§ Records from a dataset
===

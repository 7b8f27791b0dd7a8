use std::collections::BTreeSet;

use skim_source::columnar::branch_name;
use skim_source::{
    four_vector, index_field, Candidate, ColumnarEvent, Collection, DataSource, EventScalar, Field,
    GenParticleRecord, ObjectEvent, ObjectRecord, RecoFatJet, RecoJet,
};

fn object_event() -> ObjectEvent {
    let record = ObjectRecord {
        run: 297050,
        rho: 21.5,
        met_pt: 40.0,
        met_phi: 0.3,
        gen_weight: 1.0,
        jets: vec![RecoJet {
            pt: 45.0,
            eta: 0.5,
            phi: 1.0,
            mass: 6.0,
            area: 0.5,
            prob_b: 0.4,
            prob_bb: 0.1,
            prob_lepb: 0.05,
        }],
        fat_jets: vec![RecoFatJet {
            pt: 250.0,
            eta: 0.1,
            phi: -1.0,
            mass: 90.0,
            area: 2.0,
            prob_top: [0.1, 0.1, 0.05, 0.05],
            daughters: vec![
                Candidate {
                    pt: 10.0,
                    ..Candidate::default()
                },
                Candidate {
                    pt: 20.0,
                    daughters: vec![
                        Candidate {
                            pt: 12.0,
                            charge: 1.0,
                            ..Candidate::default()
                        },
                        Candidate {
                            pt: 8.0,
                            charge: -1.0,
                            ..Candidate::default()
                        },
                    ],
                    ..Candidate::default()
                },
            ],
            ..RecoFatJet::default()
        }],
        gen_particles: vec![
            GenParticleRecord {
                pdg_id: 25,
                parent: None,
                ..GenParticleRecord::default()
            },
            GenParticleRecord {
                pdg_id: -5,
                parent: Some(0),
                ..GenParticleRecord::default()
            },
        ],
        ..ObjectRecord::default()
    };
    ObjectEvent::from(record)
}

fn columnar_event() -> ColumnarEvent {
    ColumnarEvent::new(297050)
        .with_scalar(EventScalar::Rho, 21.5)
        .with_scalar(EventScalar::MetPt, 40.0)
        .with_scalar(EventScalar::MetPhi, 0.3)
        .with_column(Collection::Jet, Field::Pt, vec![45.0])
        .with_column(Collection::Jet, Field::Eta, vec![0.5])
        .with_column(Collection::Jet, Field::Phi, vec![1.0])
        .with_column(Collection::Jet, Field::Mass, vec![6.0])
        .with_column(Collection::Jet, Field::Area, vec![0.5])
        .with_column(Collection::Jet, Field::BTagDiscriminant, vec![0.55])
        .with_column(Collection::FatJet, Field::Pt, vec![250.0])
        .with_column(Collection::FatJet, Field::Eta, vec![0.1])
        .with_column(Collection::FatJet, Field::Phi, vec![-1.0])
        .with_column(Collection::FatJet, Field::Mass, vec![90.0])
        .with_column(Collection::FatJet, Field::Area, vec![2.0])
        .with_column(Collection::FatJet, Field::TopScore, vec![0.3])
        .with_column(Collection::GenParticle, Field::PdgId, vec![25.0, -5.0])
        .with_column(Collection::GenParticle, Field::ParentIndex, vec![-1.0, 0.0])
}

#[test]
fn backends_answer_the_same_questions() {
    let object = object_event();
    let columnar = columnar_event();
    let sources: [&dyn DataSource; 2] = [&object, &columnar];

    for source in sources {
        assert_eq!(source.run_number(), 297050);
        assert_eq!(source.size(Collection::Jet), 1);
        assert_eq!(source.size(Collection::FatJet), 1);
        assert_eq!(source.size(Collection::GenParticle), 2);
        assert!((source.value(Collection::Jet, Field::BTagDiscriminant, 0) - 0.55).abs() < 1e-12);
        assert!((source.value(Collection::FatJet, Field::TopScore, 0) - 0.3).abs() < 1e-12);
        assert_eq!(source.scalar(EventScalar::GenWeight), 1.0);
        assert_eq!(index_field(source, Collection::GenParticle, Field::ParentIndex, 0), None);
        assert_eq!(index_field(source, Collection::GenParticle, Field::ParentIndex, 1), Some(0));
        let jet = four_vector(source, Collection::Jet, 0);
        assert_eq!(jet.pt(), 45.0);
    }
}

#[test]
fn object_backend_flattens_composite_daughters() {
    let event = object_event();
    assert_eq!(event.size(Collection::JetConstituent), 3);
    let pts: Vec<f64> = (0..3)
        .map(|i| event.value(Collection::JetConstituent, Field::Pt, i))
        .collect();
    assert_eq!(pts, vec![10.0, 12.0, 8.0]);
    assert_eq!(event.value(Collection::JetConstituent, Field::FatJetIndex, 2), 0.0);
    assert_eq!(event.value(Collection::JetConstituent, Field::Charge, 2), -1.0);
}

#[test]
fn columnar_validation_rejects_missing_and_ragged_columns() {
    let event = columnar_event();
    assert!(event.validate(true).is_ok());

    let err = event.validate(false).unwrap_err();
    assert_eq!(err.info().code, "missing-column");

    let ragged = columnar_event().with_column(Collection::Jet, Field::Eta, vec![0.5, 0.7]);
    let err = ragged.validate(true).unwrap_err();
    assert_eq!(err.info().code, "ragged-collection");
}

#[test]
fn columnar_event_round_trips_json() {
    let event = columnar_event();
    let json = serde_json::to_string(&event).unwrap();
    let decoded: ColumnarEvent = serde_json::from_str(&json).unwrap();
    assert_eq!(decoded, event);
}

#[test]
fn absent_index_fields_read_as_minus_one_in_both_backends() {
    let object = object_event();
    let columnar = columnar_event();
    let sources: [&dyn DataSource; 2] = [&object, &columnar];

    for source in sources {
        assert_eq!(source.value(Collection::Jet, Field::FatJetIndex, 0), -1.0);
        assert_eq!(source.value(Collection::FatJet, Field::ParentIndex, 0), -1.0);
        assert_eq!(source.value(Collection::GenParticle, Field::FatJetIndex, 1), -1.0);
        assert_eq!(index_field(source, Collection::Jet, Field::FatJetIndex, 0), None);
        assert_eq!(source.value(Collection::Jet, Field::Tau1, 0), 0.0);
    }
    assert_eq!(object.value(Collection::JetConstituent, Field::ParentIndex, 0), -1.0);
}

#[test]
fn branch_names_are_distinct_and_stable() {
    assert_eq!(branch_name(Collection::GenFatJet, Field::Pt), "GenJetAK8_pt");
    assert_eq!(branch_name(Collection::Jet, Field::BTagDiscriminant), "Jet_btagDeepFlavB");
    assert_eq!(
        branch_name(Collection::GenParticle, Field::ParentIndex),
        "GenPart_genPartIdxMother"
    );
    let names: BTreeSet<String> = Collection::ALL
        .iter()
        .flat_map(|&collection| Field::ALL.iter().map(move |&field| branch_name(collection, field)))
        .collect();
    assert_eq!(names.len(), Collection::ALL.len() * Field::ALL.len());
}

===

None of the records may be left out; each is to be restated exactly.

§ Task result
repository 7b8f27791b0dd7a8
use std::collections::BTreeSet;

use skim_source::columnar::branch_name;
use skim_source::{
    four_vector, index_field, Candidate, ColumnarEvent, Collection, DataSource, EventScalar, Field,
    GenParticleRecord, ObjectEvent, ObjectRecord, RecoFatJet, RecoJet,
};

fn object_event() -> ObjectEvent {
    let record = ObjectRecord {
        run: 297050,
        rho: 21.5,
        met_pt: 40.0,
        met_phi: 0.3,
        gen_weight: 1.0,
        jets: vec![RecoJet {
            pt: 45.0,
            eta: 0.5,
            phi: 1.0,
            mass: 6.0,
            area: 0.5,
            prob_b: 0.4,
            prob_bb: 0.1,
            prob_lepb: 0.05,
        }],
        fat_jets: vec![RecoFatJet {
            pt: 250.0,
            eta: 0.1,
            phi: -1.0,
            mass: 90.0,
            area: 2.0,
            prob_top: [0.1, 0.1, 0.05, 0.05],
            daughters: vec![
                Candidate {
                    pt: 10.0,
                    ..Candidate::default()
                },
                Candidate {
                    pt: 20.0,
                    daughters: vec![
                        Candidate {
                            pt: 12.0,
                            charge: 1.0,
                            ..Candidate::default()
                        },
                        Candidate {
                            pt: 8.0,
                            charge: -1.0,
                            ..Candidate::default()
                        },
                    ],
                    ..Candidate::default()
                },
            ],
            ..RecoFatJet::default()
        }],
        gen_particles: vec![
            GenParticleRecord {
                pdg_id: 25,
                parent: None,
                ..GenParticleRecord::default()
            },
            GenParticleRecord {
                pdg_id: -5,
                parent: Some(0),
                ..GenParticleRecord::default()
            },
        ],
        ..ObjectRecord::default()
    };
    ObjectEvent::from(record)
}

fn columnar_event() -> ColumnarEvent {
    ColumnarEvent::new(297050)
        .with_scalar(EventScalar::Rho, 21.5)
        .with_scalar(EventScalar::MetPt, 40.0)
        .with_scalar(EventScalar::MetPhi, 0.3)
        .with_column(Collection::Jet, Field::Pt, vec![45.0])
        .with_column(Collection::Jet, Field::Eta, vec![0.5])
        .with_column(Collection::Jet, Field::Phi, vec![1.0])
        .with_column(Collection::Jet, Field::Mass, vec![6.0])
        .with_column(Collection::Jet, Field::Area, vec![0.5])
        .with_column(Collection::Jet, Field::BTagDiscriminant, vec![0.55])
        .with_column(Collection::FatJet, Field::Pt, vec![250.0])
        .with_column(Collection::FatJet, Field::Eta, vec![0.1])
        .with_column(Collection::FatJet, Field::Phi, vec![-1.0])
        .with_column(Collection::FatJet, Field::Mass, vec![90.0])
        .with_column(Collection::FatJet, Field::Area, vec![2.0])
        .with_column(Collection::FatJet, Field::TopScore, vec![0.3])
        .with_column(Collection::GenParticle, Field::PdgId, vec![25.0, -5.0])
        .with_column(Collection::GenParticle, Field::ParentIndex, vec![-1.0, 0.0])
}

#[test]
fn backends_answer_the_same_questions() {
    let object = object_event();
    let columnar = columnar_event();
    let sources: [&dyn DataSource; 2] = [&object, &columnar];

    for source in sources {
        assert_eq!(source.run_number(), 297050);
        assert_eq!(source.size(Collection::Jet), 1);
        assert_eq!(source.size(Collection::FatJet), 1);
        assert_eq!(source.size(Collection::GenParticle), 2);
        assert!((source.value(Collection::Jet, Field::BTagDiscriminant, 0) - 0.55).abs() < 1e-12);
        assert!((source.value(Collection::FatJet, Field::TopScore, 0) - 0.3).abs() < 1e-12);
        assert_eq!(source.scalar(EventScalar::GenWeight), 1.0);
        assert_eq!(index_field(source, Collection::GenParticle, Field::ParentIndex, 0), None);
        assert_eq!(index_field(source, Collection::GenParticle, Field::ParentIndex, 1), Some(0));
        let jet = four_vector(source, Collection::Jet, 0);
        assert_eq!(jet.pt(), 45.0);
    }
}

#[test]
fn object_backend_flattens_composite_daughters() {
    let event = object_event();
    assert_eq!(event.size(Collection::JetConstituent), 3);
    let pts: Vec<f64> = (0..3)
        .map(|i| event.value(Collection::JetConstituent, Field::Pt, i))
        .collect();
    assert_eq!(pts, vec![10.0, 12.0, 8.0]);
    assert_eq!(event.value(Collection::JetConstituent, Field::FatJetIndex, 2), 0.0);
    assert_eq!(event.value(Collection::JetConstituent, Field::Charge, 2), -1.0);
}

#[test]
fn columnar_validation_rejects_missing_and_ragged_columns() {
    let event = columnar_event();
    assert!(event.validate(true).is_ok());

    let err = event.validate(false).unwrap_err();
    assert_eq!(err.info().code, "missing-column");

    let ragged = columnar_event().with_column(Collection::Jet, Field::Eta, vec![0.5, 0.7]);
    let err = ragged.validate(true).unwrap_err();
    assert_eq!(err.info().code, "ragged-collection");
}

#[test]
fn columnar_event_round_trips_json() {
    let event = columnar_event();
    let json = serde_json::to_string(&event).unwrap();
    let decoded: ColumnarEvent = serde_json::from_str(&json).unwrap();
    assert_eq!(decoded, event);
}

#[test]
fn absent_index_fields_read_as_minus_one_in_both_backends() {
    let object = object_event();
    let columnar = columnar_event();
    let sources: [&dyn DataSource; 2] = [&object, &columnar];

    for source in sources {
        assert_eq!(source.value(Collection::Jet, Field::FatJetIndex, 0), -1.0);
        assert_eq!(source.value(Collection::FatJet, Field::ParentIndex, 0), -1.0);
        assert_eq!(source.value(Collection::GenParticle, Field::FatJetIndex, 1), -1.0);
        assert_eq!(index_field(source, Collection::Jet, Field::FatJetIndex, 0), None);
        assert_eq!(source.value(Collection::Jet, Field::Tau1, 0), 0.0);
    }
    assert_eq!(object.value(Collection::JetConstituent, Field::ParentIndex, 0), -1.0);
}

#[test]
fn branch_names_are_distinct_and_stable() {
    assert_eq!(branch_name(Collection::GenFatJet, Field::Pt), "GenJetAK8_pt");
    assert_eq!(branch_name(Collection::Jet, Field::BTagDiscriminant), "Jet_btagDeepFlavB");
    assert_eq!(
        branch_name(Collection::GenParticle, Field::ParentIndex),
        "GenPart_genPartIdxMother"
    );
    let names: BTreeSet<String> = Collection::ALL
        .iter()
        .flat_map(|&collection| Field::ALL.iter().map(move |&field| branch_name(collection, field)))
        .collect();
    assert_eq!(names.len(), Collection::ALL.len() * Field::ALL.len());
}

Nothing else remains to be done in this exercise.